*Task instructions*. Where a line below includes the word "than", copy that line.

START Records shown

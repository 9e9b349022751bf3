// The note sequence: an ordered list of timed notes plus tempo metadata.
//
// Times are absolute seconds from the start of the sequence. `total_time` is
// stored rather than derived because the primer builder sets it explicitly
// from the last appended note; generators call `recompute_total_time` after
// appending their own notes.
//
// Pitch and velocity are plain integers here. Range checking happens at the
// MIDI boundary (`midi.rs`), so a sequence can carry whatever a client sent.

use serde::{Deserialize, Serialize};

/// Ticks per quarter note recorded on freshly built sequences.
pub const STANDARD_PPQ: u32 = 220;

/// Tempo assumed when a sequence carries no tempo events.
pub const DEFAULT_QPM: f64 = 120.0;

/// A single sounding note.
#[derive(Debug, Clone, PartialEq, Serialize, Deserialize)]
pub struct NoteEvent {
    pub pitch: i32,
    pub start_time: f64,
    pub end_time: f64,
    pub velocity: i32,
}

impl NoteEvent {
    /// True if the note is held at `time` (start inclusive, end exclusive).
    pub fn sounds_at(&self, time: f64) -> bool {
        self.start_time <= time && time < self.end_time
    }
}

/// A tempo change, in quarter notes per minute, taking effect at `time`.
#[derive(Debug, Clone, Copy, PartialEq, Serialize, Deserialize)]
pub struct Tempo {
    pub time: f64,
    pub qpm: f64,
}

#[derive(Debug, Clone, PartialEq, Default, Serialize, Deserialize)]
pub struct NoteSequence {
    pub ticks_per_quarter: u32,
    pub tempos: Vec<Tempo>,
    pub notes: Vec<NoteEvent>,
    pub total_time: f64,
}

impl NoteSequence {
    /// An empty sequence with a single tempo event at time zero.
    pub fn new(ticks_per_quarter: u32, qpm: f64) -> Self {
        NoteSequence {
            ticks_per_quarter,
            tempos: vec![Tempo { time: 0.0, qpm }],
            notes: Vec::new(),
            total_time: 0.0,
        }
    }

    /// Tempo of the first tempo event, or `DEFAULT_QPM` if there is none.
    pub fn qpm(&self) -> f64 {
        self.tempos.first().map_or(DEFAULT_QPM, |t| t.qpm)
    }

    /// Set `total_time` to the latest note end (0 for an empty sequence).
    pub fn recompute_total_time(&mut self) {
        self.total_time = self.notes.iter().map(|n| n.end_time).fold(0.0, f64::max);
    }

    /// Pitches of every note held at `time`, in ascending order, deduplicated.
    pub fn pitches_sounding_at(&self, time: f64) -> Vec<i32> {
        let mut pitches: Vec<i32> = self
            .notes
            .iter()
            .filter(|n| n.sounds_at(time))
            .map(|n| n.pitch)
            .collect();
        pitches.sort_unstable();
        pitches.dedup();
        pitches
    }
}
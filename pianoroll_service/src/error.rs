// Error taxonomy for the service.
//
// - `PrimerParseError`: the `primer` query text is not a list of integers.
//   Propagates to the endpoint, which reports it as an unhandled failure.
// - `WindowError`: the primer already covers the requested duration. The
//   request pipeline logs it and produces no file; it never reaches the
//   client as an error of its own.
// - `ServiceError`: everything else, wrapping the model and sequence crates.

use pianoroll_model::ModelError;
use pianoroll_sequence::SequenceError;
use std::path::PathBuf;
use thiserror::Error;

#[derive(Debug, Clone, PartialEq, Eq, Error)]
#[error("malformed primer pitch list {text:?}: {reason}")]
pub struct PrimerParseError {
    pub text: String,
    pub reason: String,
}

impl PrimerParseError {
    pub(crate) fn new(text: &str, reason: impl Into<String>) -> Self {
        PrimerParseError {
            text: text.to_string(),
            reason: reason.into(),
        }
    }
}

#[derive(Debug, Clone, Copy, PartialEq, Error)]
#[error(
    "priming sequence is longer than the total number of steps requested: \
     priming sequence length: {start_time}s, total length requested: {end_time}s"
)]
pub struct WindowError {
    pub start_time: f64,
    pub end_time: f64,
}

#[derive(Debug, Error)]
pub enum ServiceError {
    #[error("invalid configuration: {0}")]
    Config(String),

    #[error("failed to read config {path}: {source}")]
    ConfigIo {
        path: PathBuf,
        source: std::io::Error,
    },

    #[error("malformed config {path}: {source}")]
    ConfigFormat {
        path: PathBuf,
        source: serde_json::Error,
    },

    #[error(transparent)]
    Primer(#[from] PrimerParseError),

    #[error(transparent)]
    Model(#[from] ModelError),

    #[error(transparent)]
    Sequence(#[from] SequenceError),

    #[error("failed to create output directory {path}: {source}")]
    OutputDir {
        path: PathBuf,
        source: std::io::Error,
    },

    #[error("failed to start HTTP server: {0}")]
    Server(String),
}

pub type Result<T> = std::result::Result<T, ServiceError>;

END Records shown

*Response to the task*.
// stored rather than derived because the primer builder sets it explicitly
    "priming sequence is longer than the total number of steps requested: \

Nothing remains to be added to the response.